What is needed: Give the number of lines below that hold the string "false", and nothing more.

————

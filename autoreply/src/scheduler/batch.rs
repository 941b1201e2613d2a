use std::sync::Arc;
use std::sync::atomic::{AtomicBool, Ordering};
use std::time::Duration;

use tokio_util::sync::CancellationToken;
use tracing::{debug, error, info};

use crate::Result;
use crate::database::repositories::MonitorRepository;
use crate::domain::{Monitor, MonitorStatus};
use crate::monitor::{MonitorProcessor, ProcessReport};

/// Scheduler configuration.
#[derive(Debug, Clone)]
pub struct SchedulerConfig {
    /// Interval between batch passes (default: 60s).
    pub tick: Duration,
    /// Pause between two monitors of a batch (default: 2s).
    pub monitor_pause: Duration,
}

impl Default for SchedulerConfig {
    fn default() -> Self {
        Self {
            tick: Duration::from_secs(60),
            monitor_pause: Duration::from_secs(2),
        }
    }
}

/// Result of one `run_batch` call.
#[derive(Debug, Clone, PartialEq, Eq)]
pub enum BatchOutcome {
    /// A previous batch was still in progress.
    AlreadyRunning,
    /// The system was paused before any monitor was started.
    Paused,
    /// Reports of the monitors processed, in order. The batch may have been
    /// cut short by a pause.
    Completed { reports: Vec<ProcessReport> },
}

pub struct BatchScheduler {
    monitors: Arc<dyn MonitorRepository>,
    processor: Arc<MonitorProcessor>,
    config: SchedulerConfig,
    running: AtomicBool,
}

/// Resets the single-flight flag when a batch ends, however it ends.
struct RunningGuard<'a>(&'a AtomicBool);

impl Drop for RunningGuard<'_> {
    fn drop(&mut self) {
        self.0.store(false, Ordering::Release);
    }
}

impl BatchScheduler {
    pub fn new(
        monitors: Arc<dyn MonitorRepository>,
        processor: Arc<MonitorProcessor>,
        config: SchedulerConfig,
    ) -> Self {
        Self {
            monitors,
            processor,
            config,
            running: AtomicBool::new(false),
        }
    }

    pub fn is_running(&self) -> bool {
        self.running.load(Ordering::Acquire)
    }

    /// Run one batch pass unless one is already in progress.
    pub async fn run_batch(&self) -> Result<BatchOutcome> {
        if self
            .running
            .compare_exchange(false, true, Ordering::AcqRel, Ordering::Acquire)
            .is_err()
        {
            debug!("Batch already in progress, skipping tick");
            return Ok(BatchOutcome::AlreadyRunning);
        }
        let _guard = RunningGuard(&self.running);

        let governor = self.processor.governor();
        if governor.is_paused() {
            info!("System paused, skipping batch");
            return Ok(BatchOutcome::Paused);
        }

        let active = self.monitors.list_by_status(MonitorStatus::Active).await?;
        let batch = select_batch(active, governor.batch_size());
        debug!(monitors = batch.len(), "Starting batch");

        let mut reports = Vec::with_capacity(batch.len());
        for (index, monitor_id) in batch.iter().enumerate() {
            if governor.is_paused() {
                info!(remaining = batch.len() - index, "System paused, abandoning batch");
                break;
            }
            if index > 0 && !self.config.monitor_pause.is_zero() {
                tokio::time::sleep(self.config.monitor_pause).await;
            }
            reports.push(self.processor.process_monitor(monitor_id).await);
        }

        info!(
            processed = reports.len(),
            responded = reports.iter().map(ProcessReport::responded).sum::<usize>(),
            "Batch completed"
        );
        Ok(BatchOutcome::Completed { reports })
    }

    /// Run a batch on every tick until cancelled.
    pub async fn run(self: Arc<Self>, cancel: CancellationToken) {
        let mut interval = tokio::time::interval(self.config.tick);
        interval.set_missed_tick_behavior(tokio::time::MissedTickBehavior::Skip);

        loop {
            tokio::select! {
                _ = cancel.cancelled() => {
                    debug!("Batch scheduler stopped");
                    return;
                }
                _ = interval.tick() => {
                    if let Err(e) = self.run_batch().await {
                        error!(error = %e, "Batch pass failed");
                    }
                }
            }
        }
    }
}

/// Least-recently-checked first; never-checked monitors lead.
fn select_batch(mut monitors: Vec<Monitor>, batch_size: usize) -> Vec<String> {
    monitors.sort_by_key(|m| m.last_checked_at);
    monitors
        .into_iter()
        .take(batch_size)
        .map(|m| m.id)
        .collect()
}
//! Rule scheduling window.

use chrono::{DateTime, Datelike, NaiveTime, Timelike, Utc, Weekday};
use chrono_tz::Tz;
use serde::{Deserialize, Serialize};
use tracing::warn;

/// Days and time-of-day range during which a rule is live.
/// Supports overnight ranges (e.g., 22:00 - 02:00).
#[derive(Debug, Clone, Default, PartialEq, Eq, Serialize, Deserialize)]
#[serde(default)]
pub struct ScheduleWindow {
    /// A disabled window never restricts the rule.
    pub enabled: bool,
    /// Allowed days ("Monday", "mon", ...). Empty means every day.
    pub days_of_week: Vec<String>,
    /// Start time in HH:MM format.
    pub start_time: Option<String>,
    /// End time in HH:MM format.
    pub end_time: Option<String>,
    /// IANA timezone name, UTC when unset.
    pub timezone: Option<String>,
}

impl ScheduleWindow {
    pub fn new(days: Vec<String>, start: impl Into<String>, end: impl Into<String>) -> Self {
        Self {
            enabled: true,
            days_of_week: days,
            start_time: Some(start.into()),
            end_time: Some(end.into()),
            timezone: None,
        }
    }

    pub fn with_timezone(mut self, tz: impl Into<String>) -> Self {
        self.timezone = Some(tz.into());
        self
    }

    /// Whether `now` falls inside the window.
    pub fn contains(&self, now: DateTime<Utc>) -> bool {
        if !self.enabled {
            return true;
        }

        let tz = self.resolve_timezone();
        let local = now.with_timezone(&tz);
        let weekday = local.weekday();
        // Bounds are whole minutes, so compare minute-of-day.
        let current = local.hour() * 60 + local.minute();

        let range = match (self.start_time.as_deref(), self.end_time.as_deref()) {
            (None, None) => None,
            (start, end) => {
                let start = start.map_or(Some(0), parse_minute_of_day);
                let end = end.map_or(Some(LAST_MINUTE), parse_minute_of_day);
                match (start, end) {
                    (Some(s), Some(e)) => Some((s, e)),
                    // Unparseable bounds close the window.
                    _ => return false,
                }
            }
        };

        let Some((start, end)) = range else {
            return self.allows_day(weekday);
        };

        if start <= end {
            return self.allows_day(weekday) && current >= start && current <= end;
        }

        // Overnight: the late part belongs to the current day, the early part
        // to the previous day.
        if current >= start {
            self.allows_day(weekday)
        } else if current <= end {
            self.allows_day(weekday.pred())
        } else {
            false
        }
    }

    fn allows_day(&self, weekday: Weekday) -> bool {
        self.days_of_week.is_empty()
            || self
                .days_of_week
                .iter()
                .filter_map(|d| d.trim().parse::<Weekday>().ok())
                .any(|d| d == weekday)
    }

    fn resolve_timezone(&self) -> Tz {
        match self.timezone.as_deref() {
            None | Some("") => Tz::UTC,
            Some(name) => name.parse::<Tz>().unwrap_or_else(|_| {
                warn!(timezone = name, "Unknown schedule timezone, using UTC");
                Tz::UTC
            }),
        }
    }
}

const LAST_MINUTE: u32 = 23 * 60 + 59;

fn parse_minute_of_day(s: &str) -> Option<u32> {
    NaiveTime::parse_from_str(s.trim(), "%H:%M")
        .ok()
        .map(|t| t.hour() * 60 + t.minute())
}
//! Rule repository.

use async_trait::async_trait;
use chrono::{DateTime, Utc};
use sqlx::SqlitePool;

use crate::database::models::RuleDbModel;
use crate::database::time::datetime_to_ms;
use crate::domain::Rule;
use crate::domain::rule::RuleStats;
use crate::{Error, Result};

/// Rule repository trait.
#[async_trait]
pub trait RuleRepository: Send + Sync {
    async fn find_rule(&self, id: &str) -> Result<Option<Rule>>;
    /// Rules for `ids`, in the order given. Unknown ids are skipped.
    async fn get_rules(&self, ids: &[String]) -> Result<Vec<Rule>>;
    async fn list_by_owner(&self, owner_id: &str) -> Result<Vec<Rule>>;
    async fn create_rule(&self, rule: &Rule) -> Result<()>;
    async fn update_rule(&self, rule: &Rule) -> Result<()>;
    async fn delete_rule(&self, id: &str) -> Result<()>;
    /// Persist a new rotation cursor.
    async fn update_rotation(&self, id: &str, cursor: usize, now: DateTime<Utc>) -> Result<()>;
    async fn update_stats(&self, id: &str, stats: &RuleStats, now: DateTime<Utc>) -> Result<()>;

    async fn get_rule(&self, id: &str) -> Result<Rule> {
        self.find_rule(id)
            .await?
            .ok_or_else(|| Error::not_found("Rule", id))
    }
}

/// SQLx implementation of RuleRepository.
pub struct SqlxRuleRepository {
    pool: SqlitePool,
}

impl SqlxRuleRepository {
    pub fn new(pool: SqlitePool) -> Self {
        Self { pool }
    }
}

#[async_trait]
impl RuleRepository for SqlxRuleRepository {
    async fn find_rule(&self, id: &str) -> Result<Option<Rule>> {
        sqlx::query_as::<_, RuleDbModel>("SELECT * FROM rules WHERE id = ?")
            .bind(id)
            .fetch_optional(&self.pool)
            .await?
            .map(RuleDbModel::into_domain)
            .transpose()
    }

    async fn get_rules(&self, ids: &[String]) -> Result<Vec<Rule>> {
        let mut rules = Vec::with_capacity(ids.len());
        for id in ids {
            if let Some(rule) = self.find_rule(id).await? {
                rules.push(rule);
            }
        }
        Ok(rules)
    }

    async fn list_by_owner(&self, owner_id: &str) -> Result<Vec<Rule>> {
        sqlx::query_as::<_, RuleDbModel>(
            "SELECT * FROM rules WHERE owner_id = ? ORDER BY priority DESC, created_at",
        )
        .bind(owner_id)
        .fetch_all(&self.pool)
        .await?
        .into_iter()
        .map(RuleDbModel::into_domain)
        .collect()
    }

    async fn create_rule(&self, rule: &Rule) -> Result<()> {
        let r = RuleDbModel::from_domain(rule)?;
        sqlx::query(
            r#"
            INSERT INTO rules (
                id, owner_id, name, keywords, responses, sentiment_responses, match_mode,
                case_sensitive, min_comment_length, max_comment_length, apply_to_questions,
                apply_to_media, schedule, priority, is_active, rotation_cursor,
                custom_variables, stats, created_at, updated_at
            ) VALUES (?, ?, ?, ?, ?, ?, ?, ?, ?, ?, ?, ?, ?, ?, ?, ?, ?, ?, ?, ?)
            "#,
        )
        .bind(&r.id)
        .bind(&r.owner_id)
        .bind(&r.name)
        .bind(&r.keywords)
        .bind(&r.responses)
        .bind(&r.sentiment_responses)
        .bind(&r.match_mode)
        .bind(r.case_sensitive)
        .bind(r.min_comment_length)
        .bind(r.max_comment_length)
        .bind(r.apply_to_questions)
        .bind(r.apply_to_media)
        .bind(&r.schedule)
        .bind(r.priority)
        .bind(r.is_active)
        .bind(r.rotation_cursor)
        .bind(&r.custom_variables)
        .bind(&r.stats)
        .bind(r.created_at)
        .bind(r.updated_at)
        .execute(&self.pool)
        .await
        .map_err(|e| {
            crate::database::map_unique_violation(e, || format!("rule {} already exists", r.id))
        })?;
        Ok(())
    }

    async fn update_rule(&self, rule: &Rule) -> Result<()> {
        let r = RuleDbModel::from_domain(rule)?;
        let result = sqlx::query(
            r#"
            UPDATE rules SET
                owner_id = ?,
                name = ?,
                keywords = ?,
                responses = ?,
                sentiment_responses = ?,
                match_mode = ?,
                case_sensitive = ?,
                min_comment_length = ?,
                max_comment_length = ?,
                apply_to_questions = ?,
                apply_to_media = ?,
                schedule = ?,
                priority = ?,
                is_active = ?,
                rotation_cursor = ?,
                custom_variables = ?,
                stats = ?,
                updated_at = ?
            WHERE id = ?
            "#,
        )
        .bind(&r.owner_id)
        .bind(&r.name)
        .bind(&r.keywords)
        .bind(&r.responses)
        .bind(&r.sentiment_responses)
        .bind(&r.match_mode)
        .bind(r.case_sensitive)
        .bind(r.min_comment_length)
        .bind(r.max_comment_length)
        .bind(r.apply_to_questions)
        .bind(r.apply_to_media)
        .bind(&r.schedule)
        .bind(r.priority)
        .bind(r.is_active)
        .bind(r.rotation_cursor)
        .bind(&r.custom_variables)
        .bind(&r.stats)
        .bind(r.updated_at)
        .bind(&r.id)
        .execute(&self.pool)
        .await?;

        if result.rows_affected() == 0 {
            return Err(Error::not_found("Rule", &r.id));
        }
        Ok(())
    }

    async fn delete_rule(&self, id: &str) -> Result<()> {
        sqlx::query("DELETE FROM rules WHERE id = ?")
            .bind(id)
            .execute(&self.pool)
            .await?;
        Ok(())
    }

    async fn update_rotation(&self, id: &str, cursor: usize, now: DateTime<Utc>) -> Result<()> {
        sqlx::query("UPDATE rules SET rotation_cursor = ?, updated_at = ? WHERE id = ?")
            .bind(cursor as i64)
            .bind(datetime_to_ms(now))
            .bind(id)
            .execute(&self.pool)
            .await?;
        Ok(())
    }

    async fn update_stats(&self, id: &str, stats: &RuleStats, now: DateTime<Utc>) -> Result<()> {
        sqlx::query("UPDATE rules SET stats = ?, updated_at = ? WHERE id = ?")
            .bind(serde_json::to_string(stats)?)
            .bind(datetime_to_ms(now))
            .bind(id)
            .execute(&self.pool)
            .await?;
        Ok(())
    }
}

————

Task output: 5